High Fashion Brings Low Damages

 

Earlier this week, the fashion designer Gucci won a $4.6 million verdict against Guess, another clothing company, after a nearly three-year battle over Guess’s alleged infringement on various trademarks owned by Gucci.  While this may seem like a big win for the famous designer, the award granted Gucci was just a fraction of the $120 million initially sought against Guess; and once attorney’s fees are added into the mix, it seems like Gucci would be lucky to break even. 

 

In a suit for $120 million against a well-known and extremely profitable company like Guess, how can the Court see such insignificant damages as sufficient?  It seems that the issue in Gucci’s case was the damage calculations used to determine the sought-after recovery.  Gucci argued that it had lost out on “hypothetical royalties” that Guess should have paid them for all the infringing goods it produced.  Unfortunately though, this assumes that Guess would have produced such goods despite having to pay royalties which is highly unlikely, especially in light of Guess’s statement at trial that it would not have done so.  The presiding judge viewed these damage calculations as far too speculative as they pointed out earnings that Gucci may have received instead of pointing outactual loss due to Guess’s infringement.  Thus, Gucci gets less than 4% of its expected recovery and Guess gets little more than a slap on the wrist.

 

May 17, 2012

 

Louis Vuitton Prevails in Multiple Counterfeiting Cases

 

Legal protection of fashion design within the United States has often been regarded has having a much worse bark than bite.  In Louis Vuitton v. Eisenhauer Road Flea Market though, the Western District of Texas proved that fashion-based infringement cases can leave some serious teeth marks on a defendant’s wallet.  There, both the owner and manager of a public flea market were held liable for a $3,600,00 jury verdict for trademark infringement committed not by the owners themselves, but by a regular tenant of the premises.  The court entered judgment of the jury’s verdict, finding that “contributory” trademark infringement was established due to the defendants’ failure to prevent multiple vendors from selling counterfeit goods, despite Louis Vuitton’s multiple requests to do so.  Furthermore, this “willful blindness” led the court to enter injunctive relief that required the owners of the flea market to conduct regular inspections of all tenants’ selling practices as well as including lease provisions that specifically prohibit counterfeit Louis Vuitton merchandise from being sold.

 

Along a similar vein, Louis Vuitton also prevailed in a separate suit against a web-hosting company in Louis Vuitton v.
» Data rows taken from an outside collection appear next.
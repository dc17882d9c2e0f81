//! Task spawning abstraction for runtime independence.
//!
//! This module provides a [`TaskSpawner`] trait that allows the core library
//! to spawn background tasks without being tied to a specific async runtime.
//! This enables an embedder with its own runtime to supply its own spawner
//! while the standalone server uses Tokio directly.

use std::future::Future;

/// Abstraction for spawning background tasks.
///
/// Allows core services to spawn asynchronous work without knowing the
/// underlying runtime. Implementations should ensure tasks are properly
/// tracked and can complete even if the spawner is dropped.
///
/// # Example
///
/// ```ignore
/// struct MyService {
///     spawner: Arc<dyn TaskSpawner>,
/// }
///
/// impl MyService {
///     fn start_background_work(&self) {
///         self.spawner.spawn(async {
///             // Background work here
///         });
///     }
/// }
/// ```
pub trait TaskSpawner: Send + Sync {
    /// Spawns a future as a background task.
    ///
    /// The task runs independently of the caller and will continue until
    /// completion. The spawner does not provide a way to cancel or join
    /// the spawned task.
    fn spawn<F>(&self, future: F)
    where
        F: Future<Output = ()> + Send + 'static;
}

/// Tokio-based spawner for standalone server and general use.
///
/// Uses a Tokio runtime handle to spawn tasks. This is the default
/// implementation for any environment without its own runtime to embed into.
#[derive(Clone)]
pub struct TokioSpawner {
    handle: tokio::runtime::Handle,
}

impl TokioSpawner {
    /// Creates a new `TokioSpawner` with the given runtime handle.
    #[must_use]
    pub fn new(handle: tokio::runtime::Handle) -> Self {
        Self { handle }
    }

    /// Creates a new `TokioSpawner` using the current runtime's handle.
    ///
    /// # Panics
    ///
    /// Panics if called outside of a Tokio runtime context.
    #[must_use]
    pub fn current() -> Self {
        Self {
            handle: tokio::runtime::Handle::current(),
        }
    }
}

impl TaskSpawner for TokioSpawner {
    fn spawn<F>(&self, future: F)
    where
        F: Future<Output = ()> + Send + 'static,
    {
        self.handle.spawn(future);
    }
}

#[cfg(test)]
mod tests {
    use super::*;
    use std::sync::atomic::{AtomicBool, Ordering};
    use std::sync::Arc;

    #[tokio::test]
    async fn tokio_spawner_executes_task() {
        let spawner = TokioSpawner::current();
        let executed = Arc::new(AtomicBool::new(false));
        let executed_clone = executed.clone();

        spawner.spawn(async move {
            executed_clone.store(true, Ordering::SeqCst);
        });

        // Give the task time to execute
        tokio::time::sleep(std::time::Duration::from_millis(10)).await;

        assert!(executed.load(Ordering::SeqCst));
    }
}
//! Event system for publishing protocol-meaningful transitions.
//!
//! This module provides:
//! - [`EventEmitter`] trait so the protocol server can publish events without
//!   knowing how (or whether) anything downstream consumes them.
//! - [`BroadcastEvent`], the tagged union of everything the server publishes.
//!
//! The event bus itself (fan-out to subscribers, transport) is an external
//! collaborator; this crate only defines the contract.

mod emitter;

pub use emitter::{EventEmitter, LoggingEventEmitter, NoopEventEmitter};

use serde::Serialize;

use crate::player::PlayerState;

/// Events published by the protocol server at protocol-meaningful transitions.
#[derive(Debug, Clone, Serialize)]
#[serde(tag = "type", rename_all = "camelCase")]
pub enum BroadcastEvent {
    /// A player completed its HELO handshake and was registered.
    PlayerConnected {
        /// Stable player identity (MAC address).
        player_id: String,
        /// Display name derived from capabilities, MAC, or IP.
        name: String,
        /// Model name derived from the device class.
        model: String,
    },

    /// A player's session ended (clean `BYE!`, read failure, or timeout eviction).
    PlayerDisconnected {
        /// Stable player identity (MAC address).
        player_id: String,
    },

    /// A player reported (or was inferred to have entered) a new transport state.
    PlayerStatus {
        /// Stable player identity (MAC address).
        player_id: String,
        /// Current transport state.
        state: PlayerState,
        /// Current volume, 0-100.
        volume: u8,
        /// Whether the player is muted.
        muted: bool,
        /// Elapsed playback position, seconds.
        elapsed_seconds: u32,
        /// Elapsed playback position, milliseconds (sub-second remainder).
        elapsed_milliseconds: u32,
    },

    /// A track finished decoding, guarded against spurious start-of-stream noise.
    PlayerTrackFinished {
        /// Stable player identity (MAC address).
        player_id: String,
        /// Opaque stream generation from the streaming collaborator, if any.
        stream_generation: Option<u64>,
    },
}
Akanoc Solutions, Inc. in which the defendant was found guilty of contributory trademark infringement due to a client’s selling of counterfeit goods and their knowledge of such conduct. The Ninth Circuit Court of Appeals concluded that the server owner’s failure to take action in response to Louis Vuitton’s multiple requests to restrict the infringing party from engaging in such infringement.

 

Moral of the story:  The owner of any commercial premises (including “cyber” premises) may be liable for contributory trademark infringement if he “knew or should have known” of any counterfeit products being sold by a tenant/client there.  If you are such an owner, take extra steps to ensure that no tenant/client of yours is engaging in such infringing conduct and create explicit provisions within all lease/use agreements prohibiting such conduct.  Furthermore, it may be prudent to post signs on the property/host site that specifically prohibits any counterfeit products from being sold there.  On the other hand, if you own a trademark that is being infringed upon by any seller, notify the owner of the premises/server upon which the seller operates immediately.  If no action is subsequently taken by said owner, it may be possible to hold him jointly and severally liable for any and all damages incurred, thus side-stepping the ever-present problem of the insolvent counterfeiter.